(Collected data)
* * * * *

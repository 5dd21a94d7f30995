pub mod browserless;
pub mod cache_store;
pub mod claude;
pub mod run_log;
pub mod serper;
pub mod util;

pub use browserless::BrowserlessSession;
pub use cache_store::{FileCacheStore, MemoryCacheStore};
pub use claude::ClaudeClassifier;
pub use run_log::RunLog;
pub use serper::SerperSearch;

* * * * *

— Task brief —
Restate the data exactly, keeping every line intact.

— Answer space —
repository 5dd21a94d7f30995
pub mod browserless;
pub mod cache_store;
pub mod claude;
pub mod run_log;
pub mod serper;
pub mod util;

pub use browserless::BrowserlessSession;
pub use cache_store::{FileCacheStore, MemoryCacheStore};
pub use claude::ClaudeClassifier;
pub use run_log::RunLog;
pub use serper::SerperSearch;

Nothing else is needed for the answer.